I can't try out your new stuff for a few days due to not being near a
suitable computer.
On 26/09/15 18:31, A. Soroka wrote:
On a related note, are there any Jena standard parts for query
testing for this kind of situation? I know that BSBM has several
sophisticated suites of tests defined, but are any of them considered
particularly appropriate, or has anyone out there in dev-land built
their own harness for BSBM or something else that I could “borrow”?
{grin}
Benchmarks like BSBM are looking at scale in a way that is different.
BSBM is as much about the mem-storage boundary.
For the general purpose in-memory dataset, the need is for some lower
level tests mainly to ensure nothing really bad, and easily addressable
is happening.
SPARQL execution is only lightly going to be influenced by dataset
speed. Complex queries do a lot of intermediate processing (e.g.

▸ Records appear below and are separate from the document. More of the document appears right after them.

use thiserror::Error;
use trek_astar::SearchError;
use trek_core::Point;

/// Errors that can occur when querying or mutating a [`GridMap`](crate::GridMap).
#[derive(Debug, Clone, PartialEq, Eq, Error)]
pub enum MapError {
    /// The configured distance metric name is not one of `euclidean`,
    /// `manhattan` or `specialmanhattan`.
    #[error("unrecognized distance metric `{0}`: use euclidean, manhattan or specialmanhattan")]
    UnknownMetric(String),
    /// Tried to move or place an entity onto an occupied cell.
    #[error("cell {pos} is not available")]
    CellOccupied { pos: Point },
    #[error("cell {pos} is outside the map")]
    OutOfBounds { pos: Point },
    /// A move or removal named a cell that holds nothing.
    #[error("cell {pos} holds no entity")]
    EmptyCell { pos: Point },
    #[error("no free cell to choose from")]
    NoFreeCell,
    #[error(transparent)]
    Search(#[from] SearchError),
}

sorting) and that's not to do with the base data. One exception (isn't
there always) is property paths. The current implementation can hit the
store at fine grain quite hard; the ideal is better algorithms for
property paths but it also presents what code that directly uses the API
might do.
In TDB, it would be better to computer in NodeIds but the current
integration gets the Nodes IIRC. [Hmm - there is a fairly obvious way
to fix that ... different discussion.]
A few simple tests that come to mind are:
1. count all triples - test end to end scan of the dataset
2. write the whole dataset to /dev/null.
3. same as above but for a graph, default or named.
4. Some find() cases that are more important like find(G,S,?,?)
find(G,?,P,O) [key look up] or find(G,?,P,?)
find(G,?,?,?) is covered by (3)
5. and the non-G versions for a graph.
*6. Union graph (if supported)
Given those, I think the next level of verification is real use, rather
than specific (artificial) situations. Of course, there is also
mega-sized in-memory use cases (systems can deploy at lot of RAM these
days). Then GC and/or off heap memory starts getting fun.
Andy